__Directions for this task__
Look through the lines below and extract each one that contains "unwrap".

Material provided Block Start

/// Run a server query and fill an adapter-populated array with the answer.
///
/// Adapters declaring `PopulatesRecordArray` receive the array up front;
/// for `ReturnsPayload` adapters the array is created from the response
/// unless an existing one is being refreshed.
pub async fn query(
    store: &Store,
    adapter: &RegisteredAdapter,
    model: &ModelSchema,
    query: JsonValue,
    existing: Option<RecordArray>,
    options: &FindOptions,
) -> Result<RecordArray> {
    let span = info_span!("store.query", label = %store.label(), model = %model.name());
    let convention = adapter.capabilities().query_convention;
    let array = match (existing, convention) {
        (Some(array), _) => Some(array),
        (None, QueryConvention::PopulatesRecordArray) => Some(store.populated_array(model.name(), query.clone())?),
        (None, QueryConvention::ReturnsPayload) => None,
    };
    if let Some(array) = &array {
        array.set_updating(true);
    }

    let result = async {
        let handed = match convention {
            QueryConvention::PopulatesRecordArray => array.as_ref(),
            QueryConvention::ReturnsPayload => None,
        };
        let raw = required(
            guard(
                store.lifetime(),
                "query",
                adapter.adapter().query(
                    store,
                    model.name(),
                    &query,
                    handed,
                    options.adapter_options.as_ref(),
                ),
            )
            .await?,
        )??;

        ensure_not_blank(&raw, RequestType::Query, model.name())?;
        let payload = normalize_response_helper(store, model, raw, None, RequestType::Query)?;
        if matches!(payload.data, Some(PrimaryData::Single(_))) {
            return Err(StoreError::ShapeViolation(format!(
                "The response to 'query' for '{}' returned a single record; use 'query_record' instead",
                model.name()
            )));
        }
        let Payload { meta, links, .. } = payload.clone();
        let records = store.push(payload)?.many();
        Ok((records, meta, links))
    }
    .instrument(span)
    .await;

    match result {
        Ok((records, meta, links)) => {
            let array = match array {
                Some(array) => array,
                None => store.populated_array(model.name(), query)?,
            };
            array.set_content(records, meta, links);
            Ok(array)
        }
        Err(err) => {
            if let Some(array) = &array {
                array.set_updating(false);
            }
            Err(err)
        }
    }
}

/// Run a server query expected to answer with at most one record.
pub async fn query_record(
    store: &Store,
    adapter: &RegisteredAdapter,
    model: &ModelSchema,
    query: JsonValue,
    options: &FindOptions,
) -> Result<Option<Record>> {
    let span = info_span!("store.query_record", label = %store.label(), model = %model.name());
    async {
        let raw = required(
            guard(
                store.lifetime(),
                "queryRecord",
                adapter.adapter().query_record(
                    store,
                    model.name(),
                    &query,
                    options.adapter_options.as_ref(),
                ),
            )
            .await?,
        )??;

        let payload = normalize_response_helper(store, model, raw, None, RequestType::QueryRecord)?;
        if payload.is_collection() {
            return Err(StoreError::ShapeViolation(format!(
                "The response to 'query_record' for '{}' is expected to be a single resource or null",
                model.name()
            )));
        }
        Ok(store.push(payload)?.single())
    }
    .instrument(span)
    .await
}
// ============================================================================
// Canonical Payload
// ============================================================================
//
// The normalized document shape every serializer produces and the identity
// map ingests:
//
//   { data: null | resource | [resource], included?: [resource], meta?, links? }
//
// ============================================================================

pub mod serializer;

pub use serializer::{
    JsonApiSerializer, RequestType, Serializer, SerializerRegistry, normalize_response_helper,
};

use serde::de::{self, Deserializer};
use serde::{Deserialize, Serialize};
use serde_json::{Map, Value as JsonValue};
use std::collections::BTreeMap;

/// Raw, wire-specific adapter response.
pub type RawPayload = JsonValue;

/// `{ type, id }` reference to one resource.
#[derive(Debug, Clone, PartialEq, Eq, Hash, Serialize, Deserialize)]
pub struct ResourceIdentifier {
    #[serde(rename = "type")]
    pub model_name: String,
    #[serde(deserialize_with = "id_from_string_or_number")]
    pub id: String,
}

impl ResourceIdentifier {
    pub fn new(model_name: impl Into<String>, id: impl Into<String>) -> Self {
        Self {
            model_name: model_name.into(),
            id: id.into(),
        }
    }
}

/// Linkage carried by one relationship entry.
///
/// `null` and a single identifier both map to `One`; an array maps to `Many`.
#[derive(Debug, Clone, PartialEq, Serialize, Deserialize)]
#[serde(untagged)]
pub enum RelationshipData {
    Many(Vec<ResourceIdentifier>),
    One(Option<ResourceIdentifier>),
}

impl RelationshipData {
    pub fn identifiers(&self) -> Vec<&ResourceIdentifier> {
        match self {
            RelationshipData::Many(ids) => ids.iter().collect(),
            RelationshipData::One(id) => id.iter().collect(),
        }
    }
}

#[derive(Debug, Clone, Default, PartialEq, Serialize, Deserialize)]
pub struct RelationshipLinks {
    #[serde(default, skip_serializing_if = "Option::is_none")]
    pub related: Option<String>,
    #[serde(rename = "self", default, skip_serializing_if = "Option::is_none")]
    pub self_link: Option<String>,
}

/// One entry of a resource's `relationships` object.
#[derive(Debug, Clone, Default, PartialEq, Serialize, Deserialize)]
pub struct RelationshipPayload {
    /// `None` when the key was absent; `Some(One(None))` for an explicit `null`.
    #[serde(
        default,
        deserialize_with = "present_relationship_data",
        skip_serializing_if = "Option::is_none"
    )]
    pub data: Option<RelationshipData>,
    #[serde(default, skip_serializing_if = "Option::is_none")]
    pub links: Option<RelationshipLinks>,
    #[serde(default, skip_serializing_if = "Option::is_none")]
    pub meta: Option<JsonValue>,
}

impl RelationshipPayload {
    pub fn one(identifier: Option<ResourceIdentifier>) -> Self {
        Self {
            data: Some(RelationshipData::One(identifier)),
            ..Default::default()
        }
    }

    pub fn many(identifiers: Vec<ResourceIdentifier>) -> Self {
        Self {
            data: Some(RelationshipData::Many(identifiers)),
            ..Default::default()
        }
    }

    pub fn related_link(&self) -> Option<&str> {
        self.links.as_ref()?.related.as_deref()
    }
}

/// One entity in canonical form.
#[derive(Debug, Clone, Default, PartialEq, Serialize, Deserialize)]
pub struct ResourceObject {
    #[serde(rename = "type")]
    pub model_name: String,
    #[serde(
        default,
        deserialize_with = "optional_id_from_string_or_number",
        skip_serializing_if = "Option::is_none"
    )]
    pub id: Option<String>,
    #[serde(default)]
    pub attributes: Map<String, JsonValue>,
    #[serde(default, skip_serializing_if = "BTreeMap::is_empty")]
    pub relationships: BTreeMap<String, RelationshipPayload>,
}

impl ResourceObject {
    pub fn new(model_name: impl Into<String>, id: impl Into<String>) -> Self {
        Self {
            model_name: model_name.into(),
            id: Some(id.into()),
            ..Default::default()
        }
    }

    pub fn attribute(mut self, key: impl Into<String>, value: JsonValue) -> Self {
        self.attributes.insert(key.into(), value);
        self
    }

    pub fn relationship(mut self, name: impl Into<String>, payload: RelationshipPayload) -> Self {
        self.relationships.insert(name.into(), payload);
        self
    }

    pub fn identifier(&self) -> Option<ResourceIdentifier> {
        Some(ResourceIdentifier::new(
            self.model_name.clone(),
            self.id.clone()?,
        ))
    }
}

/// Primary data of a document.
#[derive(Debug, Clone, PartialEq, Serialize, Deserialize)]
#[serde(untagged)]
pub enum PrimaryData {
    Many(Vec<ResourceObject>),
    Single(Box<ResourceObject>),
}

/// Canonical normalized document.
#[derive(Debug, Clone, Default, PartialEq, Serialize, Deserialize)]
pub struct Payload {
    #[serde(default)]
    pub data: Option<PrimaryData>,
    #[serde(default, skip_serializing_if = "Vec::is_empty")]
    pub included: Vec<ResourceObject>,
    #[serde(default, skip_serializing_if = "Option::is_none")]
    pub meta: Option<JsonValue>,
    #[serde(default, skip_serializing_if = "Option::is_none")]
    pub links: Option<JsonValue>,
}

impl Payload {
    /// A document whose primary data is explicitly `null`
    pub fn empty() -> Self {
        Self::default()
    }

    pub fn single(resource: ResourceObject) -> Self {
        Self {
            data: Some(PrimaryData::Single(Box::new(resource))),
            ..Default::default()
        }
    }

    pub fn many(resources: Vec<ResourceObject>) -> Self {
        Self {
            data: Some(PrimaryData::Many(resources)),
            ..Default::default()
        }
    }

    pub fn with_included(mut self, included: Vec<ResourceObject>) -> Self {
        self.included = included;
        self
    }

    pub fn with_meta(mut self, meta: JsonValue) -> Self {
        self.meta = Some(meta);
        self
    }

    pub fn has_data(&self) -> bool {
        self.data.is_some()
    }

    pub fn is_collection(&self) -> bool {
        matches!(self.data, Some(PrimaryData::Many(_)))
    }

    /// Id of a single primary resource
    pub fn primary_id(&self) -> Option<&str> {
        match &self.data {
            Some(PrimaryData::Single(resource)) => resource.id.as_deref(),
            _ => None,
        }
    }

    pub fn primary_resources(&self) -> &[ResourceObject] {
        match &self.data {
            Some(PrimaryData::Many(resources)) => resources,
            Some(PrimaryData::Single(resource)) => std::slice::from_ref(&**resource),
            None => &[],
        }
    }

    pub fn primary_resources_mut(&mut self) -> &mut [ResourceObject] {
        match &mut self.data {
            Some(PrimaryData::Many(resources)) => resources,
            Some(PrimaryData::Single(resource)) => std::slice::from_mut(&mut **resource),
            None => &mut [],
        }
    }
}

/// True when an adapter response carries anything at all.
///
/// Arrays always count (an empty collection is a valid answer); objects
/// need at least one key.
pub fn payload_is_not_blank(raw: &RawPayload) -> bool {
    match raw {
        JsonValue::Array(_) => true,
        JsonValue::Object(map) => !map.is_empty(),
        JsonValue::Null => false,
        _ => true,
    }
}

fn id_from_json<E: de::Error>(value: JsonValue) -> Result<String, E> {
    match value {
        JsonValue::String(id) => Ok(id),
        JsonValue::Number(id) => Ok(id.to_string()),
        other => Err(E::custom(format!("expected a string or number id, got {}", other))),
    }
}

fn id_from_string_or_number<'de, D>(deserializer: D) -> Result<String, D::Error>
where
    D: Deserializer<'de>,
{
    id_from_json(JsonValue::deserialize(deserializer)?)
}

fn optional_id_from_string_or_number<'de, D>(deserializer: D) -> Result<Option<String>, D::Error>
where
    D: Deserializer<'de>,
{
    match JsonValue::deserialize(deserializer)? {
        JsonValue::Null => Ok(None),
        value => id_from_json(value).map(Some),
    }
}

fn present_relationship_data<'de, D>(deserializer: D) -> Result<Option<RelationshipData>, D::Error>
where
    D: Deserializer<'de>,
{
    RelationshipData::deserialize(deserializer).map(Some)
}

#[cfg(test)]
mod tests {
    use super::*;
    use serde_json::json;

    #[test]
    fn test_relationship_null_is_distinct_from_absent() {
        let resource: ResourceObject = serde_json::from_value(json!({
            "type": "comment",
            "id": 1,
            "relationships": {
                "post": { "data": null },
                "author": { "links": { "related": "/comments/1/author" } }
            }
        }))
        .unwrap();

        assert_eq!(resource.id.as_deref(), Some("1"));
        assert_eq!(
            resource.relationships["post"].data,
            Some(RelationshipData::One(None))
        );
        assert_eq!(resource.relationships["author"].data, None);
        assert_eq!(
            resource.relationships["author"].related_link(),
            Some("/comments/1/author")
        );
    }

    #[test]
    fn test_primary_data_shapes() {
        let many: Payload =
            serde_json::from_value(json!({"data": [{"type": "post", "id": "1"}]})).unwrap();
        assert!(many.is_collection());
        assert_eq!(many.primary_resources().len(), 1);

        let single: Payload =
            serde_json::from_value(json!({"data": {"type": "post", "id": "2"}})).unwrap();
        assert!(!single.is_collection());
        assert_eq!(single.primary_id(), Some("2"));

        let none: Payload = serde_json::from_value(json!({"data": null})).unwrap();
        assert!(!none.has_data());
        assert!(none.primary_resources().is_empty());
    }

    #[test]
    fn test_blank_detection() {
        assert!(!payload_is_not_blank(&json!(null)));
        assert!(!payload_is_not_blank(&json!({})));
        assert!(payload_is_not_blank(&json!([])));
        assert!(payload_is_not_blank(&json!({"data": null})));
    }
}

Material provided Block End

__Solution for this problem__
        .unwrap();
            serde_json::from_value(json!({"data": [{"type": "post", "id": "1"}]})).unwrap();
            serde_json::from_value(json!({"data": {"type": "post", "id": "2"}})).unwrap();
        let none: Payload = serde_json::from_value(json!({"data": null})).unwrap();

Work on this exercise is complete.